カイムは、空の彼方へ飛んでいってしまいました。

「餅、払えよ。」

「冗談じゃないよぉーっ!」

「ポポくん、あっちでさ、何かあったみたいだよ!」

「食い逃げだって。」

「よぉし、行くぞ、みんな!グーイでとっつかまえるよ!」

「カーくん、食い逃げ1人に、グーイ使うの?」

「ボクらはね、相手が巨大化してからロボット呼ぶよーな戦隊とは違うんだよ。どんな相手にも実力行使!」

「でも、カビちゃん、ちょっとひどいよーな感じがするなぁ・・・」

「カレーの食い逃げかもよ。
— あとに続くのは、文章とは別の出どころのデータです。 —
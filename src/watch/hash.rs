use std::collections::HashMap;
use std::path::{Path, PathBuf};
use std::sync::Arc;

use anyhow::Result;
use tracing::debug;

use crate::fs::FileSystem;

/// blake3 hex digest of a single file's contents.
pub fn compute_file_hash(fs: &dyn FileSystem, path: &Path) -> Result<String> {
    let bytes = fs.read(path)?;
    Ok(blake3::hash(&bytes).to_hex().to_string())
}

/// Drops watch events for files whose content did not actually change.
///
/// Editors frequently rewrite a file byte-for-byte on save, or emit several
/// events per save. The filter remembers the last seen hash per path and
/// only lets an event through when the hash differs (or is unknown).
#[derive(Debug)]
pub struct ContentFilter {
    fs: Arc<dyn FileSystem>,
    hashes: HashMap<PathBuf, String>,
}

impl ContentFilter {
    pub fn new(fs: Arc<dyn FileSystem>) -> Self {
        Self {
            fs,
            hashes: HashMap::new(),
        }
    }

    /// Record the current hashes of `paths` without reporting them as changed.
    pub fn seed<I>(&mut self, paths: I)
    where
        I: IntoIterator<Item = PathBuf>,
    {
        for path in paths {
            match compute_file_hash(self.fs.as_ref(), &path) {
                Ok(hash) => {
                    self.hashes.insert(path, hash);
                }
                Err(err) => debug!(?path, error = %err, "could not seed content hash"),
            }
        }
        debug!(seeded = self.hashes.len(), "content filter seeded");
    }

    /// Returns true if `path` changed since it was last seen.
    ///
    /// Unreadable files count as changed so that the pipeline gets to report
    /// the real error.
    pub fn has_changed(&mut self, path: &Path) -> bool {
        let hash = match compute_file_hash(self.fs.as_ref(), path) {
            Ok(h) => h,
            Err(err) => {
                debug!(?path, error = %err, "hashing failed; treating as changed");
                self.hashes.remove(path);
                return true;
            }
        };

        match self.hashes.insert(path.to_path_buf(), hash.clone()) {
            Some(old) if old == hash => {
                debug!(?path, "content unchanged; dropping event");
                false
            }
            _ => true,
        }
    }

    /// Forget a path (e.g. after it was deleted).
    pub fn forget(&mut self, path: &Path) {
        if self.hashes.remove(path).is_some() {
            debug!(?path, "forgot content hash");
        }
    }
}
」

「行くよ、みんな!何ぼさってんのさ!そんな極悪人をほっといていいと思ってんのぉ!?」

キービィはカービィを引きずりながら、グーイに向かって走り出しました。

「いたたっ、キービィ、引きずらないでぇ!」

5人とも、グーイの中へ入っていってしまいました。

「・・・じゃ、俺は帰るからな。つき合ってられるか。」

「私も・・・」

カービィ達は、自分の席に座ります。カービィが元気よく言いました。